Quando comecei a mexer vagarosamente no texto, motivado por novas leituras feitas sobre a Aliança para o Progresso, programa lançado pelo Presidente dos Estados Unidos John Kennedy para carrear investimentos para a América Latina, visando combater a influência de ideias esquerdistas, o colega de profissão Paulo Caldas Neto me pediu para ler o trabalho de doutoramento dele, no qual discorreu sobre a obra de Augusto Frederico Schmidt, poeta, assessor informal do Presidente Juscelino Kubitschek de Oliveira e um dos responsáveis por ação que resultou numa crise política que desaguou na demissão de dois ministros do governo JK e fez o governos dos Estados Unidos ajustar a sua bússola diplomática.
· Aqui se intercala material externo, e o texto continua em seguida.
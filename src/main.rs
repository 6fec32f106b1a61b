use anyhow::{Context, Result};
use loadcheck::config::{load_config, LoadcheckConfig};
use loadcheck::simulate::run_self_check;
use std::path::Path;
use std::sync::Arc;
use tracing::{error, info};

#[tokio::main]
async fn main() -> Result<()> {
    // Initialize tracing subscriber
    tracing_subscriber::fmt()
        .with_env_filter(
            tracing_subscriber::EnvFilter::try_from_default_env()
                .unwrap_or_else(|_| "loadcheck=info".into()),
        )
        .init();

    info!("Loadcheck starting...");

    let config_path =
        std::env::var("LOADCHECK_CONFIG").unwrap_or_else(|_| "loadcheck.toml".to_string());

    let mut config = if Path::new(&config_path).exists() {
        load_config(&config_path)
            .with_context(|| format!("Failed to load config from {}", config_path))?
    } else {
        info!(path = %config_path, "Config file not found, using defaults");
        LoadcheckConfig::default()
    };
    config.simulation = config.simulation.apply_env();

    info!(
        path = %config_path,
        entities = config.simulation.entities,
        validators = config.simulation.validators,
        condition_limit = config.verify.condition_limit,
        "Configuration loaded"
    );

    let report = run_self_check(Arc::new(config)).await?;

    if !report.failures.is_empty() {
        for failure in &report.failures {
            error!(kind = ?failure.kind(), "{}", failure);
        }
        anyhow::bail!(
            "{} of {} checks failed",
            report.failures.len(),
            report.checks
        );
    }

    info!(
        writes = report.writes,
        checks = report.checks,
        "All checks passed"
    );
    Ok(())
}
Descobri a obra literária de Augusto Frederico Schmidt quando assisti a série da Rede Globo de Televisão sobre JK, em 2006. Dali em diante, o interesse pelos bastidores do governo JK passou a me chamar a atenção e como o poeta era atuante nos bastidores, resolvi lê-lo para entender a sua influência no governo do amigo.
Do início dos anos 1940 até sua queda em 1945, o Presidente Getúlio Vargas foi um aliado estratégico e conjuntural dos Estados Unidos. O seu sucessor, Eurico Gaspar Dutra, tornou-se um aliado incondicional e setores consideráveis da sociedade brasileira incorporaram o medo do comunismo como instrumento para vincular o Brasil à Pax Americana, aceitando a tese de que a economia brasileira e a economia norte-americana eram complementares. O modelo defendido dizia ser o Brasil um país de economia primária que deveria importar bens industrializado do grande aliado do norte.
Na década seguinte, com a ascensão de Vargas à Presidência da República, pelo voto direto, a aliança passou por sobressaltos e nem mesmo o curto intervalo que se seguiu ao período entre a sua morte e a posse de Juscelino Kubitschek, a situação anterior de aliança incondicional ou de resistência foi possível.
Ao chegar ao Palácio do Catete, JK procurou fazer uma política externa que estivesse a serviço do desenvolvimento econômico do Brasil justamente no momento que os Estados Unidos demonstraram certo desinteresse pela América Latina, aquilo que o historiador John Child chamou de negligência benigna, quando praticamente o único elemento com o qual Washington se importava era a segurança continental, abrindo espaço para que nas discussões nos fóruns internacionais fosse esboçado o caminho que desaguou no princípio de associação entre desenvolvimento e segurança econômica coletiva, base sobre a qual se ergueu o edifício da Operação Pan-Americana (OPA).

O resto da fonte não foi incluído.